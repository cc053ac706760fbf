use std::fmt::{Debug, Formatter};
use std::marker::PhantomData;
use std::ops::Neg;
use std::time::{Duration, Instant};

use internal_iterator::InternalIterator;

use crate::ai::Bot;
use crate::board::{Board, BoardDone, Side, UndoBoard};

/// The search depth used when nothing else is specified.
pub const DEFAULT_DEPTH: u32 = 3;

/// A reasonable time budget for a single move, searches only use it when asked to through [SearchLimits::time].
pub const DEFAULT_TIME_BUDGET: Duration = Duration::from_secs(20);

/// How often (in nodes) the deadline is checked.
const DEADLINE_CHECK_INTERVAL: u64 = 256;

pub trait Heuristic<B: Board> {
    /// The type used to represent the heuristic value of a board.
    type V: Copy + Ord + Neg<Output = Self::V> + Debug;

    /// Return the heuristic value for the given board from the the next side POV.
    /// `length` is the number of moves played since the board the search was started on.
    /// Can be used to prefer faster wins or slower losses.
    fn value(&self, board: &B, length: u32) -> Self::V;
}

/// The limits of a single search. The depth is always respected,
/// the optional time budget additionally stops the search early once it runs out.
#[derive(Debug, Copy, Clone, Eq, PartialEq)]
pub struct SearchLimits {
    pub depth: u32,
    pub time: Option<Duration>,
}

impl Default for SearchLimits {
    fn default() -> Self {
        SearchLimits {
            depth: DEFAULT_DEPTH,
            time: None,
        }
    }
}

impl SearchLimits {
    pub fn depth(depth: u32) -> Self {
        SearchLimits { depth, time: None }
    }

    pub fn with_time(self, time: Duration) -> Self {
        SearchLimits {
            time: Some(time),
            ..self
        }
    }
}

#[derive(Debug)]
pub struct MinimaxResult<V, M> {
    /// The value of this board.
    pub value: V,

    /// The best move to play, `None` is the board is done or the search depth was 0.
    pub best_move: Option<M>,
}

#[derive(Debug, Clone, Eq, PartialEq)]
pub struct SearchResult<V, M> {
    /// The value of the board from the POV of the defender, positive values favor the defender.
    pub value: V,
    /// The best move for the side to move.
    pub best_move: M,
    /// The depth of the deepest fully completed search iteration.
    pub depth: u32,
    /// The total number of nodes visited, including those of aborted iterations.
    pub nodes: u64,
}

/// The search ran out of time.
#[derive(Debug, Copy, Clone)]
struct Aborted;

/// Search for the best move for the side to move with alpha-beta minimax,
/// searching up to `limits.depth` moves deep.
///
/// The search runs on [UndoBoard::snapshot] of `board`, every move played during the search is undone again.
/// If a time budget is set the search deepens iteratively starting from depth 1 and stops once the time runs out,
/// returning the result of the deepest iteration that completed. The first iteration always completes.
///
/// The search is deterministic: if multiple moves have the same value, the first one in move order is picked.
///
/// Fails with [BoardDone] if the board is done or the side to move has no available moves.
pub fn find_move<B: UndoBoard, H: Heuristic<B>>(
    board: &B,
    heuristic: &H,
    limits: SearchLimits,
) -> Result<SearchResult<H::V, B::Move>, BoardDone> {
    board.check_done()?;
    assert!(limits.depth > 0, "requires depth>0 to find the best move");

    let mut search_board = board.snapshot();
    let deadline = limits.time.map(|time| Instant::now() + time);
    let pov_sign = |v: H::V| match board.next_side() {
        Side::Defender => v,
        Side::Attacker => -v,
    };

    let mut searcher = Searcher {
        heuristic,
        deadline: None,
        nodes: 0,
    };

    let first_depth = if deadline.is_some() { 1 } else { limits.depth };
    let mut best = None;

    for depth in first_depth..=limits.depth {
        if searcher.deadline.map_or(false, |deadline| Instant::now() >= deadline) {
            break;
        }

        let result = searcher.negamax(&mut search_board, 0, depth, None, None, FirstBestMoveSelector);

        match result {
            Ok(MinimaxResult {
                value,
                best_move: Some(best_move),
            }) => best = Some((value, best_move, depth)),
            // the side to move has no moves, even though the board was not marked as done
            Ok(MinimaxResult { best_move: None, .. }) => return Err(BoardDone),
            Err(Aborted) => break,
        }

        searcher.deadline = deadline;
    }

    debug_assert_eq!(&search_board, board, "search did not undo all moves");

    // SAFETY: the first iteration runs without a deadline so it always completes
    let (value, best_move, depth) = best.unwrap();
    Ok(SearchResult {
        value: pov_sign(value),
        best_move,
        depth,
        nodes: searcher.nodes,
    })
}

/// Evaluate the board using minimax with the given heuristic up to the given depth.
/// Only returns the value without selecting a move. The returned value is from the POV of `board.next_side()`.
pub fn minimax_value<B: UndoBoard, H: Heuristic<B>>(board: &B, heuristic: &H, depth: u32) -> H::V {
    let mut searcher = Searcher {
        heuristic,
        deadline: None,
        nodes: 0,
    };

    let mut search_board = board.snapshot();
    match searcher.negamax(&mut search_board, 0, depth, None, None, NoMoveSelector) {
        Ok(result) => result.value,
        Err(Aborted) => unreachable!("searches without deadline can't be aborted"),
    }
}

/// This is a trait so negamax is instantiated twice,
/// once for the top-level search with move selection and once for deeper nodes without any moves.
trait MoveSelector {
    const SELECTS: bool;
}

/// Don't keep any move.
struct NoMoveSelector;

impl MoveSelector for NoMoveSelector {
    const SELECTS: bool = false;
}

/// Keep the first move that strictly improves on the best value so far.
struct FirstBestMoveSelector;

impl MoveSelector for FirstBestMoveSelector {
    const SELECTS: bool = true;
}

struct Searcher<'h, H> {
    heuristic: &'h H,
    deadline: Option<Instant>,
    nodes: u64,
}

impl<H> Searcher<'_, H> {
    fn check_deadline(&self) -> Result<(), Aborted> {
        match self.deadline {
            Some(deadline) if self.nodes % DEADLINE_CHECK_INTERVAL == 0 && Instant::now() >= deadline => Err(Aborted),
            _ => Ok(()),
        }
    }

    /// The core minimax implementation.
    /// Alpha-Beta Negamax, implementation based on
    /// <https://en.wikipedia.org/wiki/Negamax#Negamax_with_alpha_beta_pruning>
    ///
    /// Every move is undone before returning, also when the search is aborted.
    fn negamax<B: UndoBoard, S: MoveSelector>(
        &mut self,
        board: &mut B,
        length: u32,
        depth_left: u32,
        alpha: Option<H::V>,
        beta: Option<H::V>,
        _: S,
    ) -> Result<MinimaxResult<H::V, B::Move>, Aborted>
    where
        H: Heuristic<B>,
    {
        self.nodes += 1;
        self.check_deadline()?;

        let moves: Vec<B::Move> = match board.available_moves() {
            Ok(moves) if depth_left > 0 => moves.collect(),
            _ => Vec::new(),
        };

        if moves.is_empty() {
            return Ok(MinimaxResult {
                value: self.heuristic.value(board, length),
                best_move: None,
            });
        }

        let mut best_value: Option<H::V> = None;
        let mut best_move = None;
        let mut alpha = alpha;

        for mv in moves {
            // SAFETY: the move was just generated on this exact board
            board.play(mv).unwrap();
            let child = self.negamax(
                board,
                length + 1,
                depth_left - 1,
                beta.map(Neg::neg),
                alpha.map(Neg::neg),
                NoMoveSelector,
            );
            board.undo();
            let child_value = -child?.value;

            if best_value.map_or(true, |best| child_value > best) {
                best_value = Some(child_value);
                if S::SELECTS {
                    best_move = Some(mv);
                }
            }

            // SAFETY: best_value was set above
            let best = best_value.unwrap();
            alpha = Some(alpha.map_or(best, |alpha| alpha.max(best)));

            if beta.map_or(false, |beta| best >= beta) {
                break;
            }
        }

        Ok(MinimaxResult {
            // SAFETY: there was at least one move
            value: best_value.unwrap(),
            best_move,
        })
    }
}

pub struct MiniMaxBot<B: Board, H: Heuristic<B>> {
    limits: SearchLimits,
    heuristic: H,
    ph: PhantomData<B>,
}

impl<B: Board, H: Heuristic<B> + Debug> Debug for MiniMaxBot<B, H> {
    fn fmt(&self, f: &mut Formatter<'_>) -> std::fmt::Result {
        write!(
            f,
            "MiniMaxBot {{ limits: {:?}, heuristic: {:?} }}",
            self.limits, self.heuristic
        )
    }
}

impl<B: Board, H: Heuristic<B>> MiniMaxBot<B, H> {
    pub fn new(limits: SearchLimits, heuristic: H) -> Self {
        assert!(limits.depth > 0, "requires depth>0 to find the best move");
        MiniMaxBot {
            limits,
            heuristic,
            ph: PhantomData,
        }
    }
}

impl<B: UndoBoard, H: Heuristic<B> + Debug> Bot<B> for MiniMaxBot<B, H> {
    fn select_move(&mut self, board: &B) -> Result<B::Move, BoardDone> {
        find_move(board, &self.heuristic, self.limits).map(|result| result.best_move)
    }
}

- _Your assignment_:
Out of the listing above, reproduce exactly the lines from the one with "let moves: Vec<B::Move>" up to and including the one with "let child_value = -child?.value;".

- _Task solution_:
        let moves: Vec<B::Move> = match board.available_moves() {
            Ok(moves) if depth_left > 0 => moves.collect(),
            _ => Vec::new(),
        };

        if moves.is_empty() {
            return Ok(MinimaxResult {
                value: self.heuristic.value(board, length),
                best_move: None,
            });
        }

        let mut best_value: Option<H::V> = None;
        let mut best_move = None;
        let mut alpha = alpha;

        for mv in moves {
            // SAFETY: the move was just generated on this exact board
            board.play(mv).unwrap();
            let child = self.negamax(
                board,
                length + 1,
                depth_left - 1,
                beta.map(Neg::neg),
                alpha.map(Neg::neg),
                NoMoveSelector,
            );
            board.undo();
            let child_value = -child?.value;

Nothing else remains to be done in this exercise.